■ **ACTIVITY**: Once the line with "pub fn invalidate(&self, nsg: &str)" is found in the entries below, repeat it and each following line exactly, up to and including the line with "impl std::fmt::Debug for". Add no other lines.

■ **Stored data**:
======

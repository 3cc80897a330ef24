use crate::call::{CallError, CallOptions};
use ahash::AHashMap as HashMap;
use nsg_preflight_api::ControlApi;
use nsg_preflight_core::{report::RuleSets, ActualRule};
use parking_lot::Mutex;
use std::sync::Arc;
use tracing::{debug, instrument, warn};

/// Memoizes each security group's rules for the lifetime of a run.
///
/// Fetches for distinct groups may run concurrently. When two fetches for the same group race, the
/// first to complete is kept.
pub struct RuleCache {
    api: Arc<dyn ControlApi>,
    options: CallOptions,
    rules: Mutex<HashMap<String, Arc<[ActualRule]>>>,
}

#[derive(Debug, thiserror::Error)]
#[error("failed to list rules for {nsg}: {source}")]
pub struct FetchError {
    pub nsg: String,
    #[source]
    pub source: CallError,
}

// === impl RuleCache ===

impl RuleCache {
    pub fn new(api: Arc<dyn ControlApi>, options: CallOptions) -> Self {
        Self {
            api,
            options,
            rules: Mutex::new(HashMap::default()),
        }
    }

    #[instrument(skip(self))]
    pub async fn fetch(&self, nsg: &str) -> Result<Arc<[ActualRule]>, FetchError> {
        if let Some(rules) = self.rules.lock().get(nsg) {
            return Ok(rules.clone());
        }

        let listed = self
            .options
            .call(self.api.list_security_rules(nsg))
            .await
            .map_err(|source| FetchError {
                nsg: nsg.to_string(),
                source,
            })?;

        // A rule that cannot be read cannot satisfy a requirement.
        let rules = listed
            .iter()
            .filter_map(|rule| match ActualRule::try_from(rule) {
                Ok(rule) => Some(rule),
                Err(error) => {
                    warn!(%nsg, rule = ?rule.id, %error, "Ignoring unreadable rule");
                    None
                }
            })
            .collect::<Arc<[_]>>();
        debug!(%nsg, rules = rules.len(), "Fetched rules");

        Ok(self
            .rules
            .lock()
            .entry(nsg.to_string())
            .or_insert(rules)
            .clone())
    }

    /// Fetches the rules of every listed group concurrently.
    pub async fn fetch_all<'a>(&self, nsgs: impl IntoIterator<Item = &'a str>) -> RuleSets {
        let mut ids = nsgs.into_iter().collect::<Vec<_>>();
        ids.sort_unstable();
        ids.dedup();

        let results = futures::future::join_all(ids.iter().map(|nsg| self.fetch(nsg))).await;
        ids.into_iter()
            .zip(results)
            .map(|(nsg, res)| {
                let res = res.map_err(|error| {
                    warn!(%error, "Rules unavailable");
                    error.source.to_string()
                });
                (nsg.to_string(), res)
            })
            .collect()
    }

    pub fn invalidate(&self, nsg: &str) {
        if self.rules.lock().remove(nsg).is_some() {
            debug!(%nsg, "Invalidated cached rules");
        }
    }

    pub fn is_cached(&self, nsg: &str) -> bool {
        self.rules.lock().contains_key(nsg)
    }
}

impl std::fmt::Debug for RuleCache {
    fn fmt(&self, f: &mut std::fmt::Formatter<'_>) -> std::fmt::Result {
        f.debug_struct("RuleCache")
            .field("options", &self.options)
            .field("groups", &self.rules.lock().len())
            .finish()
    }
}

======

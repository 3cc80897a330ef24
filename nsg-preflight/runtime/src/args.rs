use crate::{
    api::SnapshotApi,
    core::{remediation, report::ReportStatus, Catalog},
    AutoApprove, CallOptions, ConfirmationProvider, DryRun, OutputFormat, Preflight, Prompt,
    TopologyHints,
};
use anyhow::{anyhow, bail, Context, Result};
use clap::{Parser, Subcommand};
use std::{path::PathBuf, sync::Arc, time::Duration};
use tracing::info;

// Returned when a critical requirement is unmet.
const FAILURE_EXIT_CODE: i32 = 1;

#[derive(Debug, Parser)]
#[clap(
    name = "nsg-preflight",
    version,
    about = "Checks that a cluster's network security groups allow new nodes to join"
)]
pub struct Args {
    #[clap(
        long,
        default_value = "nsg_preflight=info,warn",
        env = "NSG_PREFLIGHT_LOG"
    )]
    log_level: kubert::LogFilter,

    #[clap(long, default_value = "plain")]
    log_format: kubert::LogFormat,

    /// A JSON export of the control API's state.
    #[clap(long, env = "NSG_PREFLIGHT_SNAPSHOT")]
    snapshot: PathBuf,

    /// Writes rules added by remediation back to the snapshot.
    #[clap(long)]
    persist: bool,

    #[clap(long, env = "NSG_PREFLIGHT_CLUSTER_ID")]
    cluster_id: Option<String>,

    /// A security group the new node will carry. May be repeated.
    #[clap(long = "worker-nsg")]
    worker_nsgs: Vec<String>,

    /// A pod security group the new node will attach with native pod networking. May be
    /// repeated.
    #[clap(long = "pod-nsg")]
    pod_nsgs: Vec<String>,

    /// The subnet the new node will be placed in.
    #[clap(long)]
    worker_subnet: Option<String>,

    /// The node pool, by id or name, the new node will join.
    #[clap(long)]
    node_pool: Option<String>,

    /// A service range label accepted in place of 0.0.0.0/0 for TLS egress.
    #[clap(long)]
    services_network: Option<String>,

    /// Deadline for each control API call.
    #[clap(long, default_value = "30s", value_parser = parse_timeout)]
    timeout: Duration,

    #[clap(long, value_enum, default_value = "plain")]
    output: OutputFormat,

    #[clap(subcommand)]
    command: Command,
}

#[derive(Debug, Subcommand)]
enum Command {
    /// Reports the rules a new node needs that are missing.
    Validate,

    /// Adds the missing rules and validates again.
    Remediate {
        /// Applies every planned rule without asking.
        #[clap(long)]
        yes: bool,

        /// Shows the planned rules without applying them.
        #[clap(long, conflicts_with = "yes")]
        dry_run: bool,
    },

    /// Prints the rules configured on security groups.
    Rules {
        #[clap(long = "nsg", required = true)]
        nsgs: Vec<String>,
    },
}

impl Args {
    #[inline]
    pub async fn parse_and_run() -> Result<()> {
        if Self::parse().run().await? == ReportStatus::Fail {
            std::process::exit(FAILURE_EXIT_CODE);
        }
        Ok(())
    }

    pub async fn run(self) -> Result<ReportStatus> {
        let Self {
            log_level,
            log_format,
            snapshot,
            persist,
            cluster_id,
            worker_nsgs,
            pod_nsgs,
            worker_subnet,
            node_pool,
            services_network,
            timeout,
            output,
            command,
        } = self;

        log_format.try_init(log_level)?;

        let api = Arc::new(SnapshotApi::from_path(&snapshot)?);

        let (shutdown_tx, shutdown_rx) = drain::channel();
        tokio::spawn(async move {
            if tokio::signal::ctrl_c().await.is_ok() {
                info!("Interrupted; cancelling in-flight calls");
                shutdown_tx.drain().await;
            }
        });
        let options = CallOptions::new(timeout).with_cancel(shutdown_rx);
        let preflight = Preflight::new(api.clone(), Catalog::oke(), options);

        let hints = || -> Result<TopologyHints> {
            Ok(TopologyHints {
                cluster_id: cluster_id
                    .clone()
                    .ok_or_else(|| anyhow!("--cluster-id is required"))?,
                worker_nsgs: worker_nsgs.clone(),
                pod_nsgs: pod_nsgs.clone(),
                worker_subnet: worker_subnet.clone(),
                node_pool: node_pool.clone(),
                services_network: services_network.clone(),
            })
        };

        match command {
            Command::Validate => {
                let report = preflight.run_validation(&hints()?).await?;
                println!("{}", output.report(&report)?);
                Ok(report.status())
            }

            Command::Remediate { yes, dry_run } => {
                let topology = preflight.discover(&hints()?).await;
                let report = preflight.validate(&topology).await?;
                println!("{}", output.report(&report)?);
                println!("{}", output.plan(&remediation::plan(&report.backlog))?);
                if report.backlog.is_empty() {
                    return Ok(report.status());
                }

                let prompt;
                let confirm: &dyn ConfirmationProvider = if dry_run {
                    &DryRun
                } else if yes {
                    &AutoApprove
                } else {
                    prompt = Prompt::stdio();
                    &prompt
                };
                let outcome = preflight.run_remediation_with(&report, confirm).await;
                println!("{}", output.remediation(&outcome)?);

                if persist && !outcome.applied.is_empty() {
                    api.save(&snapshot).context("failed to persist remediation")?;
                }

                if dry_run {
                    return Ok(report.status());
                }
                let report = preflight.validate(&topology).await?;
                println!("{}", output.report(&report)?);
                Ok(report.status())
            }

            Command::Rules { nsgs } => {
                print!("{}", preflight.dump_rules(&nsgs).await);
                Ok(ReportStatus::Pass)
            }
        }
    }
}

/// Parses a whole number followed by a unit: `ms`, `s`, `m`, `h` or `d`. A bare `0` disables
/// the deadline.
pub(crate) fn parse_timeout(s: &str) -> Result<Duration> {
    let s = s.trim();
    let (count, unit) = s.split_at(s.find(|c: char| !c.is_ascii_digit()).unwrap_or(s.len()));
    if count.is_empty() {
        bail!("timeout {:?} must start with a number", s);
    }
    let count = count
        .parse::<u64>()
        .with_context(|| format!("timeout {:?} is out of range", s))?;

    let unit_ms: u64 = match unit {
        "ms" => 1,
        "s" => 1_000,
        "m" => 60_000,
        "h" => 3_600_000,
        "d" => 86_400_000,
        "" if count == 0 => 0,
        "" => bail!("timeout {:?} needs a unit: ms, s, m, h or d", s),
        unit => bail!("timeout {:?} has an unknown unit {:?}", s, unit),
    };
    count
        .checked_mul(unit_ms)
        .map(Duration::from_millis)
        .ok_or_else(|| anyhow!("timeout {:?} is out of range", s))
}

======

■ **RESPONSE**:
    pub fn invalidate(&self, nsg: &str) {
        if self.rules.lock().remove(nsg).is_some() {
            debug!(%nsg, "Invalidated cached rules");
        }
    }

    pub fn is_cached(&self, nsg: &str) -> bool {
        self.rules.lock().contains_key(nsg)
    }
}

impl std::fmt::Debug for RuleCache {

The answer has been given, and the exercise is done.